6. @Transactional Is Usually Proxy-Based

In common Spring applications, declarative transaction management is applied through proxy/AOP.

That means the transactional behavior happens when a caller invokes the method through the Spring proxy.

Important consequence:

@Service
public class CaseService {

    public void outer(CaseId id) {
        inner(id); // self-invocation
    }

    @Transactional
    public void inner(CaseId id) {
        // transaction may not start when called via this.inner()
    }
}

This is the self-invocation problem.

Because outer() calls inner() on this, the call may not pass through the proxy that applies transaction advice.

Better options:

1. put transaction on the externally-called method;
2. split inner transactional method into another Spring bean;
3. use TransactionTemplate for explicit boundary;
4. use AspectJ mode if deliberately configured and understood.

Best simple design:

@Transactional
public void outer(CaseId id) {
    // transaction boundary is visible at use-case method
    doWork(id);
}

7. Transaction Propagation

Propagation controls what happens when a transactional method is called while another transaction may already exist.

7.1 REQUIRED

Default and most common.

Join existing transaction if present; otherwise create new one.

@Transactional
public void approveCase(...) {
    repository.update(...);
    auditService.record(...); // joins same tx if REQUIRED
}

Use for normal use-case composition.

Risk: hidden composition can make transaction wider than expected.

7.2 REQUIRES_NEW

Suspend existing transaction and start a new independent transaction.

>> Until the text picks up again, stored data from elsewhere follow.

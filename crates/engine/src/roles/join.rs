// SPDX-License-Identifier: Apache-2.0

//! The join role: fans several inputs into one output supply pipe.

use crate::error::{Error, push_failure};
use crate::node::{PipePort, RoleKind};
use crate::worker::{Role, TaskPool, Worker, WorkerCx};
use dropflow_pipe::{Pipe, PipeMonitoring, SupplyPipe};
use std::num::NonZeroUsize;
use std::sync::Arc;

/// Reads from all of its inputs concurrently and pushes every drop into one
/// output supply pipe. The join is a scope boundary: drops are renumbered
/// by the output's scope, and no order is defined across the joined inputs.
///
/// An input reaching end-of-input ends that input's loop only; the
/// remaining inputs keep flowing until each has ended.
pub struct Join<D> {
    inputs: Vec<Arc<Pipe<D>>>,
    output: Arc<SupplyPipe<D>>,
}

impl<D: Send + 'static> Join<D> {
    /// Creates a join worker merging `inputs` into `output`.
    ///
    /// The worker runs one loop per input, so its concurrency equals the
    /// number of inputs. The builder rejects joins with fewer than two
    /// inputs.
    #[must_use]
    pub fn new(
        name: impl Into<String>,
        inputs: Vec<Arc<Pipe<D>>>,
        output: Arc<SupplyPipe<D>>,
    ) -> Worker<Self> {
        let concurrency = NonZeroUsize::new(inputs.len()).unwrap_or(NonZeroUsize::MIN);
        Worker::new(name, concurrency, Self { inputs, output })
    }
}

#[async_trait::async_trait]
impl<D: Send + 'static> Role for Join<D> {
    fn kind(&self) -> RoleKind {
        RoleKind::Join
    }

    fn inputs(&self) -> Vec<PipePort> {
        self.inputs.iter().map(PipePort::of).collect()
    }

    fn outputs(&self) -> Vec<PipePort> {
        vec![PipePort::of(&self.output.pipe())]
    }

    async fn work(&self, cx: &WorkerCx) -> Result<(), Error> {
        let mut pool = TaskPool::new(cx);
        for input in &self.inputs {
            let cx = cx.clone();
            let input = input.clone();
            let output = self.output.clone();
            pool.submit(async move {
                loop {
                    let droplet = tokio::select! {
                        _ = cx.token().cancelled() => {
                            cx.count_cancelled();
                            break;
                        }
                        popped = input.pop() => match popped {
                            Some(droplet) => droplet,
                            None => break,
                        },
                    };
                    let failed = tokio::select! {
                        _ = cx.token().cancelled() => {
                            cx.count_cancelled();
                            true
                        }
                        pushed = output.push(droplet.value) => match pushed {
                            Ok(_) => false,
                            Err(error) => {
                                cx.fail(push_failure(cx.name(), output.name(), &error));
                                true
                            }
                        },
                    };
                    if failed {
                        break;
                    }
                }
            })
            .await;
        }
        pool.drain().await;
        Ok(())
    }

    async fn internal_close(&self, _cx: &WorkerCx) -> Result<(), Error> {
        self.output.set_end_of_input();
        Ok(())
    }
}
//! Settings for the `conformable` binary.
//!
//! Values come from built-in defaults, then an optional config file
//! (`conformable.json`, or the path in `CONFORMABLE_CONFIG`), then
//! `CONFORMABLE_*` environment variables.

use std::path::{Path, PathBuf};

use config::{Config, Environment, File};
use serde::Deserialize;
use tracing_subscriber::EnvFilter;

use crate::error::Result;

pub const DEFAULT_CONFIG: &str = "conformable.json";

#[derive(Debug, Clone, Copy, PartialEq, Eq, Deserialize)]
#[serde(rename_all = "lowercase")]
pub enum OutputFormat {
    Text,
    Json,
}

#[derive(Debug, Clone, Deserialize)]
pub struct Settings {
    /// Filter directive for the log subscriber, e.g. `info` or `conformable=trace`.
    pub log_filter: String,
    /// Manifest to run when none is given on the command line.
    pub manifest: Option<PathBuf>,
    pub output: OutputFormat,
}

impl Settings {
    pub fn load() -> Result<Self> {
        let path = std::env::var("CONFORMABLE_CONFIG").unwrap_or_else(|_| DEFAULT_CONFIG.to_string());
        Self::load_from(path)
    }
    /// A missing file is not an error; defaults and environment still apply.
    pub fn load_from(path: impl AsRef<Path>) -> Result<Self> {
        let config = Config::builder()
            .set_default("log_filter", "info")?
            .set_default("output", "text")?
            .add_source(File::from(path.as_ref()).required(false))
            .add_source(Environment::with_prefix("CONFORMABLE"))
            .build()?;
        Ok(config.try_deserialize()?)
    }
}

/// Installs the global log subscriber. `RUST_LOG` wins over the configured filter.
pub fn init_tracing(filter: &str) {
    let filter = EnvFilter::try_from_default_env().unwrap_or_else(|_| EnvFilter::new(filter));
    // a subscriber may already be installed, e.g. by a test harness
    let _ = tracing_subscriber::fmt()
        .with_env_filter(filter)
        .with_writer(std::io::stderr)
        .try_init();
}
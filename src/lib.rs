//! Conformable – a nominal type registry where one class per family may
//! decide its own membership tests, and where subclassing of a placeholder
//! class can be redirected onto a concrete one.
//!
//! The registry models what a host framework's type system provides:
//! * A [`construct::Family`] is a metaclass: it governs the classes built
//!   under it and carries the [`capability::Capabilities`] of that family.
//! * A [`construct::Class`] has an actual base list and a precomputed
//!   ancestor set; nominal subtyping is ancestor membership.
//! * An [`construct::Instance`] is a value of some class with a set of
//!   attributes that capability hooks may inspect.
//!
//! ## Conformable top types
//! The first class declared without bases under a family becomes that
//! family's top type. Membership tests against the top type go through the
//! family's hooks, which answer conforming, non-conforming, or fall back to
//! the nominal answer. Every class derived from the top type is tested
//! nominally.
//!
//! ## Subclass redirection
//! [`registry::Registry::install_redirect`] makes every later declaration
//! that lists `from` as a base get `to` instead. Classes declared earlier
//! keep their bases.
//!
//! ## Quick Start
//! ```
//! use conformable::{capability::{Capabilities, Conformance}, construct::{ClassDecl, Instance}, registry::Registry};
//! let registry = Registry::new();
//! let capabilities = Capabilities::new()
//!     .on_is_instance(|i| if i.has_attribute("is_shape_like") { Conformance::Conforming } else { Conformance::Fallback })
//!     .on_is_subtype(|_| Conformance::Fallback);
//! let (_family, shape) = registry.register_family_and_top("ShapeMeta", capabilities, "Shape").unwrap();
//! let circle = registry.declare_class(ClassDecl::new("Circle").base(shape.class())).unwrap();
//! let point = registry.declare_class(ClassDecl::new("Point")).unwrap();
//! assert!(registry.is_instance(&Instance::new(point.class()).with_attribute("is_shape_like", true), shape.class()).unwrap());
//! assert!(registry.is_instance(&Instance::new(circle.class()), circle.class()).unwrap());
//! ```

pub mod capability;
pub mod construct;
pub mod error;
pub mod manifest;
pub mod redirect;
pub mod registry;
pub mod settings;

Useful for rare cases like independent audit attempt, but dangerous if misunderstood.

@Transactional(propagation = Propagation.REQUIRES_NEW)
public void recordOperationalAudit(...) {
    ...
}

Failure mode:

• inner transaction commits;
• outer transaction rolls back;
• audit says something happened even though business state did not commit.

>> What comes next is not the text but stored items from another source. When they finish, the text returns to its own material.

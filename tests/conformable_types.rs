use std::sync::Arc;

use conformable::capability::{Capabilities, Conformable, Conformance};
use conformable::construct::{Class, ClassDecl, Instance};
use conformable::error::ConformableError;
use conformable::registry::Registry;

// Conforming for anything marked `is_shape_like`, nominal otherwise.
fn shape_capabilities() -> Capabilities {
    Capabilities::new()
        .on_is_instance(|i| {
            if i.has_attribute("is_shape_like") {
                Conformance::Conforming
            } else {
                Conformance::Fallback
            }
        })
        .on_is_subtype(|c| {
            if c.has_attribute("shape_like") {
                Conformance::Conforming
            } else {
                Conformance::Fallback
            }
        })
}

struct Shapes {
    registry: Registry,
    shape: Arc<Class>,
    circle: Arc<Class>,
    point: Arc<Class>,
}

fn setup() -> Shapes {
    let registry = Registry::new();
    let (_family, shape) = registry
        .register_family_and_top("ShapeMeta", shape_capabilities(), "Shape")
        .expect("family and top");
    let circle = registry
        .declare_class(ClassDecl::new("Circle").base(shape.class()))
        .expect("circle");
    let point = registry.declare_class(ClassDecl::new("Point")).expect("point");
    Shapes {
        registry,
        shape,
        circle,
        point,
    }
}

#[test]
fn plain_object_without_marker_is_nominally_not_a_shape() {
    let s = setup();
    let obj = Instance::new(s.point.class());
    assert!(!s.registry.is_instance(&obj, s.shape.class()).unwrap());
    assert_eq!(
        s.registry.is_instance(&obj, s.shape.class()).unwrap(),
        s.registry.nominal_is_instance(&obj, s.shape.class()).unwrap()
    );
}

#[test]
fn marked_foreign_object_conforms_to_top_type() {
    let s = setup();
    let obj = Instance::new(s.point.class()).with_attribute("is_shape_like", true);
    assert!(s.registry.is_instance(&obj, s.shape.class()).unwrap());
    assert!(!s.registry.nominal_is_instance(&obj, s.shape.class()).unwrap());
}

#[test]
fn derived_types_are_never_overridden() {
    let s = setup();
    // a circle without the marker is still a circle, purely nominally
    let circle = Instance::new(s.circle.class());
    assert!(s.registry.is_instance(&circle, s.circle.class()).unwrap());
    assert!(s.registry.is_instance(&circle, s.shape.class()).unwrap());
    // the hook would say yes for this one, but Circle does not consult it
    let marked_point = Instance::new(s.point.class()).with_attribute("is_shape_like", true);
    assert!(!s.registry.is_instance(&marked_point, s.circle.class()).unwrap());
    assert!(!s.registry.is_top(s.circle.class()).unwrap());
    assert!(s.registry.is_top(s.shape.class()).unwrap());
}

#[test]
fn hook_verdict_is_final_unless_it_falls_back() {
    let registry = Registry::new();
    let capabilities = Capabilities::new()
        .on_is_instance(|i| match i.attribute("verdict").and_then(|v| v.as_str()) {
            Some("yes") => Conformance::Conforming,
            Some("no") => Conformance::NonConforming,
            _ => Conformance::Fallback,
        })
        .on_is_subtype(|_| Conformance::Fallback);
    let (_family, top) = registry
        .register_family_and_top("VerdictMeta", capabilities, "Top")
        .unwrap();
    let child = registry.declare_class(ClassDecl::new("Child").base(top.class())).unwrap();
    let other = registry.declare_class(ClassDecl::new("Other")).unwrap();

    // nominal member told "no" is rejected
    let denied = Instance::new(child.class()).with_attribute("verdict", "no");
    assert!(!registry.is_instance(&denied, top.class()).unwrap());
    // non-member told "yes" is accepted
    let granted = Instance::new(other.class()).with_attribute("verdict", "yes");
    assert!(registry.is_instance(&granted, top.class()).unwrap());
    // fallback uses the nominal answer both ways
    assert!(registry.is_instance(&Instance::new(child.class()), top.class()).unwrap());
    assert!(!registry.is_instance(&Instance::new(other.class()), top.class()).unwrap());
}

#[test]
fn subtype_hook_applies_to_top_type_only() {
    let s = setup();
    let foreign = s
        .registry
        .declare_class(ClassDecl::new("Polygon").attribute("shape_like"))
        .unwrap();
    assert!(s.registry.is_subtype(foreign.class(), s.shape.class()).unwrap());
    assert!(!s.registry.is_subtype(foreign.class(), s.circle.class()).unwrap());
    assert!(s.registry.is_subtype(s.circle.class(), s.shape.class()).unwrap());
    assert!(!s.registry.is_subtype(s.point.class(), s.shape.class()).unwrap());
}

#[test]
fn second_baseless_class_is_a_duplicate_top_type() {
    let s = setup();
    let family = s.shape.family().expect("shape has a family");
    let err = s.registry.register_top(family, "Other").unwrap_err();
    match err {
        ConformableError::DuplicateTopType { family, existing } => {
            assert_eq!(family, "ShapeMeta");
            assert_eq!(existing, "Shape");
        }
        other => panic!("unexpected error: {other}"),
    }
    let top = s.registry.top_of(family).unwrap().expect("top still registered");
    assert_eq!(top.class(), s.shape.class());
}

#[test]
fn family_without_both_hooks_is_rejected() {
    let registry = Registry::new();
    let only_instance = Capabilities::new().on_is_instance(|_| Conformance::Fallback);
    let err = registry.declare_family("HalfMeta", None, only_instance).unwrap_err();
    assert!(matches!(
        err,
        ConformableError::MissingCapability { hook: "conformable_is_subtype", .. }
    ));
    let err = registry.declare_family("EmptyMeta", None, Capabilities::new()).unwrap_err();
    assert!(matches!(
        err,
        ConformableError::MissingCapability { hook: "conformable_is_instance", .. }
    ));
    // nothing was declared
    assert!(registry.family_by_name("HalfMeta").unwrap().is_none());
    assert_eq!(registry.family_count().unwrap(), 0);
}

#[test]
fn derived_families_supply_their_own_hooks_and_top() {
    let s = setup();
    let parent = s.shape.family().unwrap();
    let err = s
        .registry
        .declare_family("SolidMeta", Some(parent), Capabilities::new())
        .unwrap_err();
    assert!(matches!(err, ConformableError::MissingCapability { .. }));

    let solid = s
        .registry
        .declare_family("SolidMeta", Some(parent), Capabilities::nominal())
        .unwrap();
    assert!(solid.descends_from(parent));
    let solid_top = s.registry.register_top(solid.family(), "Solid").unwrap();
    assert_eq!(solid_top.family(), Some(solid.family()));
    assert_eq!(s.registry.top_of(parent).unwrap().unwrap().class(), s.shape.class());
}

#[test]
fn unrelated_families_conflict() {
    let s = setup();
    let (_other, colour) = s
        .registry
        .register_family_and_top("ColourMeta", Capabilities::nominal(), "Colour")
        .unwrap();
    let err = s
        .registry
        .declare_class(
            ClassDecl::new("Painted")
                .base(s.shape.class())
                .base(colour.class()),
        )
        .unwrap_err();
    assert!(matches!(err, ConformableError::MetaclassConflict { .. }));
}

#[test]
fn duplicate_family_names_are_rejected() {
    let s = setup();
    let err = s
        .registry
        .declare_family("ShapeMeta", None, Capabilities::nominal())
        .unwrap_err();
    assert!(matches!(err, ConformableError::DuplicateFamily(name) if name == "ShapeMeta"));
}

struct Registered;

impl Conformable for Registered {
    fn conformable_is_instance(&self, instance: &Instance) -> Conformance {
        instance.attribute("registered").and_then(|v| v.as_bool()).into()
    }
    fn conformable_is_subtype(&self, _candidate: &Class) -> Conformance {
        Conformance::NonConforming
    }
}

#[test]
fn trait_objects_supply_both_hooks() {
    let registry = Registry::new();
    let (_family, top) = registry
        .register_family_and_top("RegisteredMeta", Arc::new(Registered).into(), "Top")
        .unwrap();
    let child = registry.declare_class(ClassDecl::new("Child").base(top.class())).unwrap();
    let plain = registry.declare_class(ClassDecl::new("Plain")).unwrap();

    let yes = Instance::new(plain.class()).with_attribute("registered", true);
    let no = Instance::new(child.class()).with_attribute("registered", false);
    assert!(registry.is_instance(&yes, top.class()).unwrap());
    assert!(!registry.is_instance(&no, top.class()).unwrap());
    assert!(registry.is_instance(&Instance::new(child.class()), top.class()).unwrap());
    // the subtype hook denies even nominal subclasses of the top type
    assert!(!registry.is_subtype(child.class(), top.class()).unwrap());
}

#[test]
fn hooks_may_query_the_registry() {
    let registry = Arc::new(Registry::new());
    let (_helpers, marker) = registry
        .register_family_and_top("MarkerMeta", Capabilities::nominal(), "Marker")
        .unwrap();
    let weak = Arc::downgrade(&registry);
    let marker_id = marker.class();
    let capabilities = Capabilities::new()
        .on_is_instance(move |i| match weak.upgrade() {
            Some(registry) => registry.nominal_is_instance(i, marker_id).ok().into(),
            None => Conformance::Fallback,
        })
        .on_is_subtype(|_| Conformance::Fallback);
    let (_family, top) = registry
        .register_family_and_top("DelegatingMeta", capabilities, "Delegating")
        .unwrap();
    let marked = registry
        .declare_class(ClassDecl::new("Marked").base(marker.class()))
        .unwrap();
    assert!(registry.is_instance(&Instance::new(marked.class()), top.class()).unwrap());
}

#[test]
fn classes_of_another_registry_are_unknown() {
    let s = setup();
    let other = Registry::new();
    let stray = (0..8)
        .map(|n| other.declare_class(ClassDecl::new(format!("Stray{n}"))).unwrap())
        .last()
        .unwrap();
    assert!(matches!(
        s.registry.class(stray.class()),
        Err(ConformableError::UnknownClass(_))
    ));
    let err = s
        .registry
        .declare_class(ClassDecl::new("Orphan").base(stray.class()))
        .unwrap_err();
    assert!(matches!(err, ConformableError::UnknownClass(id) if id == stray.class()));
}

#[test]
fn final_hook_verdict_needs_no_known_class() {
    let s = setup();
    let other = Registry::new();
    let stray = (0..8)
        .map(|n| other.declare_class(ClassDecl::new(format!("Stray{n}"))).unwrap())
        .last()
        .unwrap();
    let marked = Instance::new(stray.class()).with_attribute("is_shape_like", true);
    assert!(s.registry.is_instance(&marked, s.shape.class()).unwrap());
    // falling back to the nominal answer does need the class
    let unmarked = Instance::new(stray.class());
    assert!(matches!(
        s.registry.is_instance(&unmarked, s.shape.class()),
        Err(ConformableError::UnknownClass(id)) if id == stray.class()
    ));
}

Sometimes desired, often not.

7.3 NESTED

Use savepoint within existing transaction where supported.

This maps closer to JDBC savepoint semantics, not a fully independent transaction.

If outer transaction rolls back, nested work rolls back too.

Use carefully.

7.4 SUPPORTS

Join transaction if present; otherwise run non-transactionally.

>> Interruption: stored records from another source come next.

// keepers index families and classes by their numeric identities
use core::hash::BuildHasherDefault;
use std::collections::{HashMap, HashSet};
use std::collections::hash_map::Entry;
use std::sync::Arc;

// used to keep the one-to-one mapping between family names and their identities
use bimap::BiMap;

// ancestor sets, so that nominal subtype checks are a single lookup
use roaring::RoaringTreemap;

use seahash::SeaHasher;
use serde_json::Value;

// used to print out readable forms of a construct
use std::fmt;

use crate::capability::Capabilities;
use crate::error::{ConformableError, Result};

pub type IdHasher = BuildHasherDefault<SeaHasher>;

pub const GENESIS: u64 = 0;

// ------------- Identities -------------
#[derive(Debug, Clone, Copy, PartialEq, Eq, PartialOrd, Ord, Hash)]
pub struct FamilyId(pub(crate) u64);

#[derive(Debug, Clone, Copy, PartialEq, Eq, PartialOrd, Ord, Hash)]
pub struct ClassId(pub(crate) u64);

impl FamilyId {
    pub fn get(self) -> u64 {
        self.0
    }
}
impl ClassId {
    pub fn get(self) -> u64 {
        self.0
    }
}
impl fmt::Display for FamilyId {
    fn fmt(&self, f: &mut fmt::Formatter) -> fmt::Result {
        write!(f, "family#{}", self.0)
    }
}
impl fmt::Display for ClassId {
    fn fmt(&self, f: &mut fmt::Formatter) -> fmt::Result {
        write!(f, "class#{}", self.0)
    }
}

// Identities are only handed out once a declaration has passed all of its
// checks, so nothing is ever released back.
#[derive(Debug)]
pub struct IdGenerator {
    lower_bound: u64,
}

impl IdGenerator {
    pub fn new() -> Self {
        Self {
            lower_bound: GENESIS,
        }
    }
    pub fn generate(&mut self) -> u64 {
        self.lower_bound += 1;
        self.lower_bound
    }
    pub fn lower_bound(&self) -> u64 {
        self.lower_bound
    }
}

impl Default for IdGenerator {
    fn default() -> Self {
        Self::new()
    }
}

// ------------- Family -------------
/// A metaclass family: owns the capabilities consulted for its top type.
#[derive(Debug)]
pub struct Family {
    family: FamilyId,
    name: String,
    parent: Option<FamilyId>,
    // this family followed by its parent, grandparent, ...
    lineage: Vec<FamilyId>,
    capabilities: Capabilities,
}

impl Family {
    pub(crate) fn new(
        family: FamilyId,
        name: String,
        parent: Option<&Family>,
        capabilities: Capabilities,
    ) -> Self {
        let mut lineage = vec![family];
        if let Some(parent) = parent {
            lineage.extend_from_slice(&parent.lineage);
        }
        Self {
            family,
            name,
            parent: parent.map(|p| p.family),
            lineage,
            capabilities,
        }
    }
    pub fn family(&self) -> FamilyId {
        self.family
    }
    pub fn name(&self) -> &str {
        &self.name
    }
    pub fn parent(&self) -> Option<FamilyId> {
        self.parent
    }
    pub fn lineage(&self) -> &[FamilyId] {
        &self.lineage
    }
    pub fn capabilities(&self) -> &Capabilities {
        &self.capabilities
    }
    /// True when `ancestor` is this family or one of the families it derives from.
    pub fn descends_from(&self, ancestor: FamilyId) -> bool {
        self.lineage.contains(&ancestor)
    }
}

impl fmt::Display for Family {
    fn fmt(&self, f: &mut fmt::Formatter) -> fmt::Result {
        write!(f, "{}", self.name)
    }
}

#[derive(Debug)]
pub struct FamilyKeeper {
    kept: HashMap<FamilyId, Arc<Family>, IdHasher>,
    names: BiMap<String, FamilyId>,
    // the top type of each family, filled by the first baseless class
    tops: HashMap<FamilyId, ClassId, IdHasher>,
}

impl FamilyKeeper {
    pub fn new() -> Self {
        Self {
            kept: HashMap::default(),
            names: BiMap::new(),
            tops: HashMap::default(),
        }
    }
    pub(crate) fn keep(&mut self, family: Family) -> Result<Arc<Family>> {
        if self.kept.contains_key(&family.family()) {
            return Err(ConformableError::FamilyInUse(family.family()));
        }
        if self.names.contains_left(family.name()) {
            return Err(ConformableError::DuplicateFamily(family.name().to_owned()));
        }
        let kept = Arc::new(family);
        self.names.insert(kept.name().to_owned(), kept.family());
        self.kept.insert(kept.family(), Arc::clone(&kept));
        Ok(kept)
    }
    pub fn get(&self, family: FamilyId) -> Result<Arc<Family>> {
        self.kept
            .get(&family)
            .cloned()
            .ok_or(ConformableError::UnknownFamily(family))
    }
    pub fn lookup(&self, name: &str) -> Option<FamilyId> {
        self.names.get_by_left(name).copied()
    }
    pub fn top(&self, family: FamilyId) -> Option<ClassId> {
        self.tops.get(&family).copied()
    }
    /// Claims the top slot of a family. Returns the current holder when the
    /// slot was already taken.
    pub(crate) fn claim_top(&mut self, family: FamilyId, class: ClassId) -> std::result::Result<(), ClassId> {
        match self.tops.entry(family) {
            Entry::Vacant(e) => {
                e.insert(class);
                Ok(())
            }
            Entry::Occupied(e) => Err(*e.get()),
        }
    }
    pub fn len(&self) -> usize {
        self.kept.len()
    }
    pub fn is_empty(&self) -> bool {
        self.kept.is_empty()
    }
}

impl Default for FamilyKeeper {
    fn default() -> Self {
        Self::new()
    }
}

// ------------- Class -------------
/// A class as built by the registry: its bases are the actual ones, after
/// any redirection was applied.
#[derive(Debug)]
pub struct Class {
    class: ClassId,
    name: String,
    family: Option<FamilyId>,
    bases: Vec<ClassId>,
    attributes: Vec<String>,
    ancestors: RoaringTreemap,
}

impl Class {
    pub(crate) fn new(
        class: ClassId,
        name: String,
        family: Option<FamilyId>,
        bases: Vec<Arc<Class>>,
        attributes: Vec<String>,
    ) -> Self {
        let mut ancestors = RoaringTreemap::new();
        ancestors.insert(class.0);
        for base in bases.iter() {
            ancestors |= &base.ancestors;
        }
        Self {
            class,
            name,
            family,
            bases: bases.iter().map(|b| b.class).collect(),
            attributes,
            ancestors,
        }
    }
    pub fn class(&self) -> ClassId {
        self.class
    }
    pub fn name(&self) -> &str {
        &self.name
    }
    /// `None` for classes built by the plain metaclass.
    pub fn family(&self) -> Option<FamilyId> {
        self.family
    }
    pub fn bases(&self) -> &[ClassId] {
        &self.bases
    }
    pub fn attributes(&self) -> &[String] {
        &self.attributes
    }
    pub fn has_attribute(&self, name: &str) -> bool {
        self.attributes.iter().any(|a| a == name)
    }
    pub fn ancestors(&self) -> &RoaringTreemap {
        &self.ancestors
    }
    /// Nominal subtyping: `other` is this class or one of its ancestors.
    pub fn derives_from(&self, other: ClassId) -> bool {
        self.ancestors.contains(other.0)
    }
}

impl PartialEq for Class {
    fn eq(&self, other: &Self) -> bool {
        self.class == other.class
    }
}
impl Eq for Class {}

impl fmt::Display for Class {
    fn fmt(&self, f: &mut fmt::Formatter) -> fmt::Result {
        write!(f, "{}", self.name)
    }
}

#[derive(Debug)]
pub struct ClassKeeper {
    kept: HashMap<ClassId, Arc<Class>, IdHasher>,
    sealed: HashSet<ClassId, IdHasher>,
}

impl ClassKeeper {
    pub fn new() -> Self {
        Self {
            kept: HashMap::default(),
            sealed: HashSet::default(),
        }
    }
    pub(crate) fn keep(&mut self, class: Class) -> Arc<Class> {
        let kept = Arc::new(class);
        self.kept.insert(kept.class(), Arc::clone(&kept));
        kept
    }
    pub fn get(&self, class: ClassId) -> Result<Arc<Class>> {
        self.kept
            .get(&class)
            .cloned()
            .ok_or(ConformableError::UnknownClass(class))
    }
    pub(crate) fn seal(&mut self, class: ClassId) -> Result<()> {
        self.get(class)?;
        self.sealed.insert(class);
        Ok(())
    }
    pub fn is_sealed(&self, class: ClassId) -> bool {
        self.sealed.contains(&class)
    }
    pub fn len(&self) -> usize {
        self.kept.len()
    }
    pub fn is_empty(&self) -> bool {
        self.kept.is_empty()
    }
}

impl Default for ClassKeeper {
    fn default() -> Self {
        Self::new()
    }
}

// ------------- Declarations and instances -------------
/// What a caller asks the registry to build.
#[derive(Debug, Clone, PartialEq)]
pub struct ClassDecl {
    pub name: String,
    pub family: Option<FamilyId>,
    pub bases: Vec<ClassId>,
    pub attributes: Vec<String>,
}

impl ClassDecl {
    pub fn new(name: impl Into<String>) -> Self {
        Self {
            name: name.into(),
            family: None,
            bases: Vec::new(),
            attributes: Vec::new(),
        }
    }
    pub fn family(mut self, family: FamilyId) -> Self {
        self.family = Some(family);
        self
    }
    pub fn base(mut self, base: ClassId) -> Self {
        self.bases.push(base);
        self
    }
    pub fn attribute(mut self, name: impl Into<String>) -> Self {
        self.attributes.push(name.into());
        self
    }
}

/// A value whose membership is being tested.
#[derive(Debug, Clone, PartialEq)]
pub struct Instance {
    class: ClassId,
    attributes: HashMap<String, Value>,
}

impl Instance {
    pub fn new(class: ClassId) -> Self {
        Self {
            class,
            attributes: HashMap::new(),
        }
    }
    pub fn with_attribute(mut self, name: impl Into<String>, value: impl Into<Value>) -> Self {
        self.attributes.insert(name.into(), value.into());
        self
    }
    pub fn class(&self) -> ClassId {
        self.class
    }
    pub fn attribute(&self, name: &str) -> Option<&Value> {
        self.attributes.get(name)
    }
    pub fn has_attribute(&self, name: &str) -> bool {
        self.attributes.contains_key(name)
    }
}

Can be useful for read helpers, but can make behavior context-dependent.

7.5 NOT_SUPPORTED

Suspend transaction and run without transaction.

Useful for work that must not hold transaction resources, such as some slow reads or external interaction orchestration.

7.6 MANDATORY

Require existing transaction; fail if none exists.

Useful for internal repository-like service that must never own boundary.

7.7 NEVER

Fail if transaction exists.

Rare but useful to prevent dangerous calls inside transactions.

8. Propagation Failure Models

Propagation is not just syntax. It changes durability and failure semantics.

Example with REQUIRES_NEW:

@Transactional
public void approveCase(CaseId id) {
    caseRepository.approve(id);
    auditService.recordApprovalRequiresNew(id);
    throw new RuntimeException("later failure");
}

If audit uses REQUIRES_NEW:

Result:

• audit committed;
• case approval rolled back.

This may be correct for operational trace, but wrong for authoritative audit.

Always ask:

Should this inner work survive if the outer use-case rolls back?

9. Isolation in @Transactional

Spring lets you set isolation:

@Transactional(isolation = Isolation.READ_COMMITTED)
public void approveCase(...) {
    ...
}

This maps to JDBC/database isolation settings through the transaction manager.

Important caveats:

• database behavior still varies by vendor;
• changing isolation inside an existing transaction may not behave as expected;
• default isolation usually means database default;
• isolation does not replace constraints;
• higher isolation can increase blocking/retry pressure;
• Spring setting only matters when a new physical transaction is started.

If a method joins an existing transaction, its declared isolation may not become effective as a new database transaction setting.

Therefore, isolation should be part of the outer use-case boundary design, not hidden deep inside helper services.

10. Read-Only Transactions

Spring supports:

@Transactional(readOnly = true)
public CaseView loadCase(CaseId id) {
    return repository.findView(id);
}

Read-only is a hint and policy marker. Depending on transaction manager/database/driver, it may affect connection read-only state or optimization behavior.

Do not treat read-only as a security control.

Bad assumption:

“readOnly=true guarantees no writes can happen.”

Better understanding:

readOnly=true communicates intent and may enable optimizations or enforcement depending on infrastructure, but correctness should not rely solely on it.

Use it for:

• clearer intent;
• avoiding accidental write paths in code review;
• potential database/ORM optimizations;
• transaction classification/metrics.

Avoid long read-only transactions for large report rendering.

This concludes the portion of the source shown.